正解ありきで、どう判断すれば正解へたどりつけるかという思考プロセスを養う国家試験対策と、正しい判断ができない中で、どう妥当な判断へ近づくのかという現場の思考プロセスはまったく異なるもので、学部を卒業した薬剤師の多くがこのギャップに戸惑い、今まで学んだ知識をどう現場で活用すべきか迷ったり悩んだりする部分では無かったでしょうか。正解が存在する国家試験、妥当な答えしかない医療。このギャップをどう埋めるかが学部教育の課題ではないかと思います。
妥当な答えにたどりつくためにどうすればよいか、そんなトレーニングが必要なんだと感じますが、僕はEBMの手法がこの妥当な答えに近づくための有用な手段だととらえています。「妥当」な判断を下す際に「どの程度か」という定量的情報をエビデンスなり、患者さんの価値観なり、患者さんを取り巻く環境なり、医療者の経験を統合して判断していくというわけです。

[薬剤師がEBMを実践するということ]
以下はこれまでに僕が模索してきたことの現時点での結論です。薬剤師が英語の論文読んで、いったい何の役に立つのか、僕はこんなふうに活用できれば良いのではないかと思っています。

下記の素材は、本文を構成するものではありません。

pub mod bill;
pub mod common;
pub mod jurisdiction;
pub mod organization;
pub mod person;
pub mod vote;

pub use bill::Bill;
pub use jurisdiction::Jurisdiction;
pub use organization::Organization;
pub use person::Person;
pub use vote::VoteEvent;

use crate::graphql::schema::context;
use async_graphql::{Context, Result};

// Optional foreign keys resolve to `null` when the id is unset or dangling.

pub(crate) async fn load_organization(ctx: &Context<'_>, id: Option<&str>) -> Result<Option<Organization>> {
    let Some(id) = id else { return Ok(None) };
    let context = context(ctx)?;
    let org = context.loaders.organizations.load_one(id.to_string()).await?;
    Ok(org.map(Organization::from))
}

pub(crate) async fn load_person(ctx: &Context<'_>, id: Option<&str>) -> Result<Option<Person>> {
    let Some(id) = id else { return Ok(None) };
    let context = context(ctx)?;
    let person = context.loaders.people.load_one(id.to_string()).await?;
    Ok(person.map(Person::from))
}

pub(crate) async fn load_bill(ctx: &Context<'_>, id: Option<&str>) -> Result<Option<Bill>> {
    let Some(id) = id else { return Ok(None) };
    let context = context(ctx)?;
    let bill = context.loaders.bills.load_one(id.to_string()).await?;
    Ok(bill.map(Bill::from))
}

pub(crate) async fn load_jurisdiction(ctx: &Context<'_>, id: Option<&str>) -> Result<Option<Jurisdiction>> {
    let Some(id) = id else { return Ok(None) };
    let context = context(ctx)?;
    let jurisdiction = context.loaders.jurisdictions.load_one(id.to_string()).await?;
    Ok(jurisdiction.map(Jurisdiction::from))
}

pub(crate) async fn load_vote_event(ctx: &Context<'_>, id: Option<&str>) -> Result<Option<VoteEvent>> {
    let Some(id) = id else { return Ok(None) };
    let context = context(ctx)?;
    let vote = context.loaders.vote_events.load_one(id.to_string()).await?;
    Ok(vote.map(VoteEvent::from))
}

■薬物療法の安全性をより高めるためのリスクアセスメント=リスクの定量化
 薬剤の副作用や相互作用リスクに関してリスクがある、ないでいえは、多くの場合、リスクありでしょう。ではいったいどの程度かを統計的リテラシーを利用することで薬剤リスクを定量化することが僕が薬剤師のEBMとするところです。

■エビデンスを使う自分が患者の役に立てるかどうか。
 また薬が効くか効かないかを統計的観点から判断すれば多くの場合で曖昧でしょう。その曖昧さをコミュニケーションツールとしていかすところが僕が薬剤師のEBMとするところです。そのコミュニケーションの有り様を多種多様な価値観から一つの方法論として、整理することを今の課題としたいと思います。

そして薬剤師にとってエビデンスは心強い味方となってくれます。たとえば発言力において、劣勢と言わざるを得ない立場だったとしても、統計的根拠を利用することでそのインパクトは飛躍的に向上するといえます。医療というものを「正しい判断」が多くの場合で困難なものと認識し、その中で「妥当な判断」に近づくためにどうするかという思考過程の大切さを僕はEBMから学びました。